Dataset excerpts:
━━━━

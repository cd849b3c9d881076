//! Managed servers and their derived running state.

use std::fmt;
use std::str::FromStr;

use serde::{Deserialize, Serialize};

/// Label shown under a running server.
pub const CONNECTED_LABEL: &str = "Connected";

/// One of the two servers the dashboard can start and stop.
#[derive(Debug, Clone, Copy, PartialEq, Eq, Hash, Serialize, Deserialize)]
#[serde(rename_all = "lowercase")]
pub enum ServerKind {
    App,
    Gpu,
}

impl ServerKind {
    /// Every managed server, in display order.
    pub const ALL: [Self; 2] = [Self::App, Self::Gpu];

    /// Path segment and wire name (`app`, `gpu`).
    #[must_use]
    pub fn as_str(self) -> &'static str {
        match self {
            Self::App => "app",
            Self::Gpu => "gpu",
        }
    }

    /// Token whose presence in the status output marks this server as running.
    #[must_use]
    pub fn marker(self) -> &'static str {
        match self {
            Self::App => "app-server",
            Self::Gpu => "gpu-server",
        }
    }
}

impl fmt::Display for ServerKind {
    fn fmt(&self, f: &mut fmt::Formatter<'_>) -> fmt::Result {
        f.write_str(self.as_str())
    }
}

/// Returned when parsing an unknown server name.
#[derive(Debug, Clone, PartialEq, Eq, thiserror::Error)]
#[error("unknown server `{0}` (expected `app` or `gpu`)")]
pub struct UnknownServer(pub String);

impl FromStr for ServerKind {
    type Err = UnknownServer;

    fn from_str(s: &str) -> Result<Self, Self::Err> {
        match s {
            "app" => Ok(Self::App),
            "gpu" => Ok(Self::Gpu),
            other => Err(UnknownServer(other.to_string())),
        }
    }
}

/// Whether a server process is up.
#[derive(Debug, Clone, Copy, PartialEq, Eq, Default, Serialize, Deserialize)]
#[serde(rename_all = "lowercase")]
pub enum ServerStatus {
    Running,
    #[default]
    Stopped,
}

impl fmt::Display for ServerStatus {
    fn fmt(&self, f: &mut fmt::Formatter<'_>) -> fmt::Result {
        match self {
            Self::Running => f.write_str("running"),
            Self::Stopped => f.write_str("stopped"),
        }
    }
}

/// Derived state of one server, rebuilt from every status response.
#[derive(Debug, Clone, PartialEq, Eq, Serialize, Deserialize)]
pub struct ServerState {
    pub name: ServerKind,
    pub status: ServerStatus,
    pub connection_label: Option<String>,
}

impl ServerState {
    /// State shown before the first successful poll.
    #[must_use]
    pub fn stopped(name: ServerKind) -> Self {
        Self {
            name,
            status: ServerStatus::Stopped,
            connection_label: None,
        }
    }

    /// Derive the state of `name` from the raw status output.
    ///
    /// The server counts as running when the output contains its marker
    /// (`app-server`, `gpu-server`) anywhere, including inside a longer token.
    /// The backend's log format relies on plain substring containment.
    #[must_use]
    pub fn from_output(name: ServerKind, output: &str) -> Self {
        if output.contains(name.marker()) {
            Self {
                name,
                status: ServerStatus::Running,
                connection_label: Some(CONNECTED_LABEL.to_string()),
            }
        } else {
            Self::stopped(name)
        }
    }

    #[must_use]
    pub fn is_running(&self) -> bool {
        self.status == ServerStatus::Running
    }
}
mod notification;
mod server_card;
mod service_badge;
mod settings_dialog;
mod spinner;
mod theme_toggle;

pub use notification::Notification;
pub use server_card::ServerCard;
pub use service_badge::ServiceBadge;
pub use settings_dialog::SettingsDialog;
pub use spinner::Spinner;
pub use theme_toggle::ThemeToggle;
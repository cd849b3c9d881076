//! Read-only settings snapshot shown in the settings viewer.

use std::collections::BTreeMap;

use serde::{Deserialize, Serialize};

/// Placeholder rendered instead of a hidden secret value.
pub const SECRET_MASK: &str = "••••••••";

/// Endpoints the dashboard always lists, regardless of what the backend reports.
pub const STATIC_ENDPOINTS: [EndpointDescriptor; 2] = [
    EndpointDescriptor {
        label: "Consul URL",
        value: "http://consul:8500",
        link: true,
    },
    EndpointDescriptor {
        label: "API Port",
        value: "3000",
        link: false,
    },
];

/// A fixed label/value row in the "Service Configuration" section.
#[derive(Debug, Clone, Copy, PartialEq, Eq)]
pub struct EndpointDescriptor {
    pub label: &'static str,
    pub value: &'static str,
    /// Whether `value` is a URL worth rendering as a link.
    pub link: bool,
}

/// Body of `GET /api/settings`.
#[derive(Debug, Clone, Default, PartialEq, Eq, Serialize, Deserialize)]
pub struct SettingsResponse {
    pub success: bool,
    #[serde(default)]
    pub settings: Option<SettingsSnapshot>,
}

/// Backend environment and service endpoints, fetched once per view session.
#[derive(Debug, Clone, Default, PartialEq, Eq, Serialize, Deserialize)]
pub struct SettingsSnapshot {
    #[serde(default)]
    pub env: BTreeMap<String, String>,
    #[serde(default)]
    pub services: BTreeMap<String, ServiceEndpoint>,
}

/// A backend-reported service endpoint.
#[derive(Debug, Clone, Default, PartialEq, Eq, Serialize, Deserialize)]
pub struct ServiceEndpoint {
    #[serde(default)]
    pub connected: bool,
    #[serde(default)]
    pub url: String,
}

/// One environment variable as displayed.
#[derive(Debug, Clone, PartialEq, Eq)]
pub struct EnvEntry<'a> {
    pub key: &'a str,
    pub value: &'a str,
    pub secret: bool,
}

impl EnvEntry<'_> {
    /// Value to render, masked unless the secret has been revealed.
    #[must_use]
    pub fn display_value(&self, revealed: bool) -> &str {
        if self.secret && !revealed {
            SECRET_MASK
        } else {
            self.value
        }
    }
}

/// Whether an environment variable holds a credential.
#[must_use]
pub fn is_secret_key(key: &str) -> bool {
    key.contains("KEY") || key.contains("TOKEN")
}

impl SettingsSnapshot {
    /// Environment variables in key order, flagged when secret.
    pub fn entries(&self) -> impl Iterator<Item = EnvEntry<'_>> {
        self.env.iter().map(|(key, value)| EnvEntry {
            key,
            value,
            secret: is_secret_key(key),
        })
    }
}
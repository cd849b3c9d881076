//! Card for one managed server with its start/stop button.

use leptos::prelude::*;

use aini_app::session::PendingAction;
use aini_domain::action::ServerAction;
use aini_domain::server::{ServerKind, ServerState};

use super::Spinner;

/// A server's running state plus the button that toggles it.
#[component]
pub fn ServerCard(
    kind: ServerKind,
    #[prop(into)] server: Signal<ServerState>,
    /// Action in flight anywhere on the page; every button is disabled while set.
    #[prop(into)]
    pending: Signal<Option<PendingAction>>,
    /// Invoked with the action matching the server's current state.
    #[prop(into)]
    on_action: Callback<ServerAction>,
) -> impl IntoView {
    let title = format!("{} Server", kind.as_str().to_uppercase());
    let is_pending_here = move || pending.get().is_some_and(|p| p.server == kind);

    let on_click = move |_| {
        on_action.run(ServerAction::toggle_for(&server.get_untracked()));
    };

    view! {
        <div class="server-card">
            <div class="server-info">
                <span class=move || {
                    if server.get().is_running() { "server-icon running" } else { "server-icon stopped" }
                }></span>
                <div>
                    <h3>{title}</h3>
                    <p class="server-label">
                        {move || server.get().connection_label.unwrap_or_else(|| "Not running".to_string())}
                    </p>
                </div>
            </div>
            <button
                type="button"
                class=move || if server.get().is_running() { "btn-power btn-stop" } else { "btn-power btn-start" }
                on:click=on_click
                disabled=move || pending.get().is_some()
                title=move || ServerAction::toggle_for(&server.get()).to_string()
            >
                {move || if is_pending_here() { view! { <Spinner/> }.into_any() } else { view! { <span>"\u{23FB}"</span> }.into_any() }}
            </button>
        </div>
    }
}
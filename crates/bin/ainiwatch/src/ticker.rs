//! Tokio-backed [`Ticker`].

use std::time::Duration;

use aini_app::ports::Ticker;
use tokio::time::{Instant, Interval, MissedTickBehavior, interval_at};

/// Fires once per period, starting one period after creation.
pub struct IntervalTicker {
    interval: Interval,
}

impl IntervalTicker {
    #[must_use]
    pub fn new(period: Duration) -> Self {
        let mut interval = interval_at(Instant::now() + period, period);
        interval.set_missed_tick_behavior(MissedTickBehavior::Delay);
        Self { interval }
    }
}

impl Ticker for IntervalTicker {
    async fn tick(&mut self) {
        self.interval.tick().await;
    }
}
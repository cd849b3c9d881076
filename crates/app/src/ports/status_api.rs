//! Status API port — the backend endpoints the dashboard consumes.
//!
//! Implementations only move bytes: they classify transport and decode
//! failures into [`FetchError`] and return the decoded body as-is.
//! Interpreting `success: false` is left to [`StatusClient`](crate::services::status_client::StatusClient).

use std::future::Future;

use aini_domain::action::{ActionResponse, ServerAction};
use aini_domain::error::FetchError;
use aini_domain::server::ServerKind;
use aini_domain::settings::SettingsResponse;
use aini_domain::status::PollResult;

/// Path of the status endpoint.
pub const STATUS_PATH: &str = "/api/status";
/// Path of the settings endpoint.
pub const SETTINGS_PATH: &str = "/api/settings";

/// HTTP access to the dashboard backend.
///
/// Futures are not required to be `Send`: the browser client is single-threaded.
pub trait StatusApi {
    /// `GET /api/status`.
    fn fetch_status(&self) -> impl Future<Output = Result<PollResult, FetchError>>;

    /// `GET /api/settings`.
    fn fetch_settings(&self) -> impl Future<Output = Result<SettingsResponse, FetchError>>;

    /// `POST /api/{action}/{server}`.
    fn post_action(
        &self,
        server: ServerKind,
        action: ServerAction,
    ) -> impl Future<Output = Result<ActionResponse, FetchError>>;
}
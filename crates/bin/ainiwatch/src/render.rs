//! Plain-text rendering of the dashboard state.

use std::fmt::Write as _;

use aini_app::session::DashboardState;
use aini_domain::action::ServerAction;
use aini_domain::server::ServerKind;
use aini_domain::service::ServiceKind;
use aini_domain::settings::{STATIC_ENDPOINTS, SettingsSnapshot};
use aini_domain::time::clock_label;

/// The parts of the state a terminal reader cares about.
///
/// Loading toggles are left out so background polls that change nothing print nothing.
#[derive(Debug, Clone, PartialEq, Eq)]
pub struct Frame(String);

impl Frame {
    #[must_use]
    pub fn as_str(&self) -> &str {
        &self.0
    }
}

/// Render server cards, service badges, and the last error.
#[must_use]
pub fn dashboard(state: &DashboardState) -> Frame {
    let mut out = String::new();
    let updated = state
        .last_updated
        .map_or_else(|| "never".to_string(), clock_label);
    let _ = writeln!(out, "AINI Dashboard (last updated: {updated})");

    for kind in ServerKind::ALL {
        let server = state.status.server(kind);
        let label = server.connection_label.as_deref().unwrap_or("Not running");
        let pending = match state.pending_action {
            Some(p) if p.server == kind => match p.action {
                ServerAction::Start => "  [starting…]",
                ServerAction::Stop => "  [stopping…]",
            },
            _ => "",
        };
        let _ = writeln!(
            out,
            "  {:<12} {:<8} {label}{pending}",
            format!("{} Server", kind.as_str().to_uppercase()),
            server.status.to_string(),
        );
    }

    for kind in ServiceKind::ALL {
        let service = state.status.service(kind);
        let _ = writeln!(out, "  {:<12} {}", kind.title(), service.label());
    }

    if let Some(err) = &state.last_error {
        let _ = writeln!(out, "  Error: {err}");
    }
    Frame(out)
}

/// Render the settings viewer; secrets are masked unless `reveal` is set.
#[must_use]
pub fn settings(settings: &SettingsSnapshot, reveal: bool) -> String {
    let mut out = String::from("Environment Variables\n");
    for entry in settings.entries() {
        let _ = writeln!(out, "  {:<20} {}", entry.key, entry.display_value(reveal));
    }

    out.push_str("Service Configuration\n");
    for endpoint in STATIC_ENDPOINTS {
        let _ = writeln!(out, "  {:<20} {}", endpoint.label, endpoint.value);
    }
    for (name, endpoint) in &settings.services {
        let connected = if endpoint.connected {
            "connected"
        } else {
            "disconnected"
        };
        let _ = writeln!(out, "  {name:<20} {} ({connected})", endpoint.url);
    }
    out
}
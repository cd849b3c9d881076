use aini_dashboard::App;

fn main() {
    leptos::mount::mount_to_body(App);
}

━━━━

• [ACTIVITY] Transcribe the records above from the line holding "unknown server name." down to the line holding "mod settings_dialog;", inclusive, without adding anything.

• [ANSWER SECTION]
/// Returned when parsing an unknown server name.
#[derive(Debug, Clone, PartialEq, Eq, thiserror::Error)]
#[error("unknown server `{0}` (expected `app` or `gpu`)")]
pub struct UnknownServer(pub String);

impl FromStr for ServerKind {
    type Err = UnknownServer;

    fn from_str(s: &str) -> Result<Self, Self::Err> {
        match s {
            "app" => Ok(Self::App),
            "gpu" => Ok(Self::Gpu),
            other => Err(UnknownServer(other.to_string())),
        }
    }
}

/// Whether a server process is up.
#[derive(Debug, Clone, Copy, PartialEq, Eq, Default, Serialize, Deserialize)]
#[serde(rename_all = "lowercase")]
pub enum ServerStatus {
    Running,
    #[default]
    Stopped,
}

impl fmt::Display for ServerStatus {
    fn fmt(&self, f: &mut fmt::Formatter<'_>) -> fmt::Result {
        match self {
            Self::Running => f.write_str("running"),
            Self::Stopped => f.write_str("stopped"),
        }
    }
}

/// Derived state of one server, rebuilt from every status response.
#[derive(Debug, Clone, PartialEq, Eq, Serialize, Deserialize)]
pub struct ServerState {
    pub name: ServerKind,
    pub status: ServerStatus,
    pub connection_label: Option<String>,
}

impl ServerState {
    /// State shown before the first successful poll.
    #[must_use]
    pub fn stopped(name: ServerKind) -> Self {
        Self {
            name,
            status: ServerStatus::Stopped,
            connection_label: None,
        }
    }

    /// Derive the state of `name` from the raw status output.
    ///
    /// The server counts as running when the output contains its marker
    /// (`app-server`, `gpu-server`) anywhere, including inside a longer token.
    /// The backend's log format relies on plain substring containment.
    #[must_use]
    pub fn from_output(name: ServerKind, output: &str) -> Self {
        if output.contains(name.marker()) {
            Self {
                name,
                status: ServerStatus::Running,
                connection_label: Some(CONNECTED_LABEL.to_string()),
            }
        } else {
            Self::stopped(name)
        }
    }

    #[must_use]
    pub fn is_running(&self) -> bool {
        self.status == ServerStatus::Running
    }
}
mod notification;
mod server_card;
mod service_badge;
mod settings_dialog;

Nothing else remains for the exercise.